In practice, this diagnostic pitfall especially applies to biopsies taken from elevations of the bottom of the maxillary sinus. These elevations may well represent the cranial part of developing maxillary tooth germs. If biopsied and submitted as tissue from a swelling in the maxillary sinus, an erroneous diagnosis of maxillary odontogenic myxoma is easily made.
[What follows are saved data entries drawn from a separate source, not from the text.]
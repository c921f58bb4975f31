//! Per-match timers.
//!
//! The [`ExpiryScheduler`] owns at most one timer per match id. Arming a timer
//! for an id that already has one aborts the old timer first, so timers never
//! stack. A timer that elapses does not touch any match itself: it sends a
//! [`TimerFired`] notice carrying only the match id, the timer kind and a
//! generation number. The consumer re-reads the match, confirms the notice is
//! still current with [`ExpiryScheduler::complete`], and then decides what to do.
//!
//! Callers arm, cancel and complete timers while holding the match lock, which
//! makes the generation check exact.

use crate::model::MatchId;
use dashmap::DashMap;
use std::sync::atomic::{AtomicU64, Ordering};
use std::time::Duration;
use tokio::sync::mpsc;
use tokio::task::JoinHandle;
use tracing::trace;

/// Purpose of an armed timer.
#[derive(Debug, Clone, Copy, PartialEq, Eq, Hash)]
pub enum TimerKind {
    /// A newly created match was never joined.
    PendingExpiry,
    /// The joiner left a ready match and nobody took the seat.
    DisconnectGrace,
    /// A finished match has been kept around long enough.
    FinishedRetention,
    /// Both players of a started match dropped and neither came back.
    Abandoned,
}

/// Notice sent when a timer elapses.
#[derive(Debug, Clone, PartialEq, Eq)]
pub struct TimerFired {
    pub match_id: MatchId,
    pub kind: TimerKind,
    pub generation: u64,
}

#[derive(Debug)]
struct TimerSlot {
    kind: TimerKind,
    generation: u64,
    handle: JoinHandle<()>,
}

/// One-timer-per-match scheduler.
#[derive(Debug)]
pub struct ExpiryScheduler {
    slots: DashMap<MatchId, TimerSlot>,
    next_generation: AtomicU64,
    fired_sender: mpsc::UnboundedSender<TimerFired>,
}

impl ExpiryScheduler {
    /// Creates a scheduler and the receiver its timers report to.
    pub fn new() -> (Self, mpsc::UnboundedReceiver<TimerFired>) {
        let (fired_sender, fired_receiver) = mpsc::unbounded_channel();
        let scheduler = Self {
            slots: DashMap::new(),
            next_generation: AtomicU64::new(1),
            fired_sender,
        };
        (scheduler, fired_receiver)
    }

    /// Arms a timer for `match_id`, replacing any timer already armed for it.
    ///
    /// Must be called from within a Tokio runtime.
    ///
    /// # Arguments
    ///
    /// * `match_id` - The match the timer belongs to
    /// * `kind` - What the timer is for
    /// * `after` - Delay before the timer fires
    ///
    /// # Returns
    ///
    /// The generation number identifying this arming.
    pub fn arm(&self, match_id: &MatchId, kind: TimerKind, after: Duration) -> u64 {
        let generation = self.next_generation.fetch_add(1, Ordering::Relaxed);
        let sender = self.fired_sender.clone();
        let fired = TimerFired {
            match_id: match_id.clone(),
            kind,
            generation,
        };

        let handle = tokio::spawn(async move {
            tokio::time::sleep(after).await;
            // The receiver is gone only after shutdown.
            let _ = sender.send(fired);
        });

        let slot = TimerSlot { kind, generation, handle };
        if let Some(previous) = self.slots.insert(match_id.clone(), slot) {
            previous.handle.abort();
            trace!("⏱️ Replaced {:?} timer for match {}", previous.kind, match_id);
        }
        trace!("⏱️ Armed {:?} timer for match {} ({:?})", kind, match_id, after);
        generation
    }

    /// Disarms the timer for `match_id`.
    ///
    /// # Returns
    ///
    /// `true` if a timer was armed.
    pub fn cancel(&self, match_id: &MatchId) -> bool {
        match self.slots.remove(match_id) {
            Some((_, slot)) => {
                slot.handle.abort();
                trace!("⏱️ Cancelled {:?} timer for match {}", slot.kind, match_id);
                true
            }
            None => false,
        }
    }

    /// Consumes a fired notice.
    ///
    /// # Returns
    ///
    /// `true` if the notice belongs to the timer currently armed for its
    /// match, in which case the slot is cleared. `false` means the timer was
    /// cancelled or replaced after it elapsed and the notice must be ignored.
    pub fn complete(&self, fired: &TimerFired) -> bool {
        self.slots
            .remove_if(&fired.match_id, |_, slot| slot.generation == fired.generation)
            .is_some()
    }

    /// Kind of the timer armed for `match_id`, if any.
    pub fn armed(&self, match_id: &MatchId) -> Option<TimerKind> {
        self.slots.get(match_id).map(|slot| slot.kind)
    }

    pub fn len(&self) -> usize {
        self.slots.len()
    }

    pub fn is_empty(&self) -> bool {
        self.slots.is_empty()
    }

    /// Aborts every armed timer.
    pub fn shutdown(&self) {
        for slot in self.slots.iter() {
            slot.handle.abort();
        }
        self.slots.clear();
    }
}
The dental follicle is the fibrous sac that surrounds the not yet erupted immature tooth. At radiographs, it can be seen as a radiolucent rim surrounding the tooth germ. Sometimes, this rim is larger than usually seen. This may lead to further examination including biopsy. As these dental follicles may consist of myxoid tissue, they may be mistaken for myxoma similar as for the dental pulp. However, they may also contain a lot of other tissue components derived from the odontogenic apparatus including cementum, bone, dystrophic calcifications and nests and strands of odontogenic epithelium. The arrangement of these tissues may simulate a variety of odontogenic tumours, either epithelial, mesenchymal, or mixed. Again it should be emphasized that these pictures encountered in tissues taken from the vicinity of a tooth germ should never been taken as evidence for neoplasia in the absence of clinical or radiologic signs suggesting tumour growth. They should be considered hamartomatous tissue alterations connected with tooth development (Fig. 10).
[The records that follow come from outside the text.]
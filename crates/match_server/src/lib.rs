//! # Match Server - WebSocket Transport for Chess Matches
//!
//! Accepts client WebSocket connections, validates and decodes their JSON
//! frames, and hands the resulting requests to a
//! [`MatchCoordinator`](match_core::MatchCoordinator). Everything the
//! coordinator wants to say flows back through the [`ConnectionManager`]
//! which acts as its outbox.
//!
//! ## Message Flow
//!
//! 1. Client sends a text frame shaped `{"event": ..., "data": {...}}`
//! 2. The security layer checks size, rate and JSON shape
//! 3. The router decodes the envelope into a typed request
//! 4. The coordinator applies it under the match's lock
//! 5. Replies are queued per connection and written by the socket's writer task
//!
//! Frames that fail any step are answered with an `invalid-message` event;
//! the connection stays open.
//!
//! ## Configuration
//!
//! [`ServerConfig`] covers the bind address, connection limits, inbound
//! [`SecurityConfig`] limits and the match timings.
//!
//! ## Error Handling
//!
//! [`ServerError`] separates network failures from protocol and internal
//! problems. Match-level rejections are never errors here; they are sent to
//! the requesting client.

pub mod config;
pub mod connection;
pub mod error;
pub mod messaging;
pub mod security;
pub mod server;
pub mod utils;

pub use config::{SecurityConfig, ServerConfig};
pub use connection::ConnectionManager;
pub use error::ServerError;
pub use server::{MatchServer, ServerStats};
pub use utils::{create_server, create_server_with_config};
Odontogenic hamartomatous lesions may also be found in the so-called opercula, the soft tissue barrier lying between the oral cavity and the crown of the erupting tooth. In case of delayed tooth eruption, the oral surgeon may excise this soft tissue mass that consists of both gingival fibrous tissue and the adjacent part of the underlying dental follicle for exposure of the tooth crown and thus facilitating subsequent eruption. Histologic examination of these opercula should be done with the same caveats as already mentioned.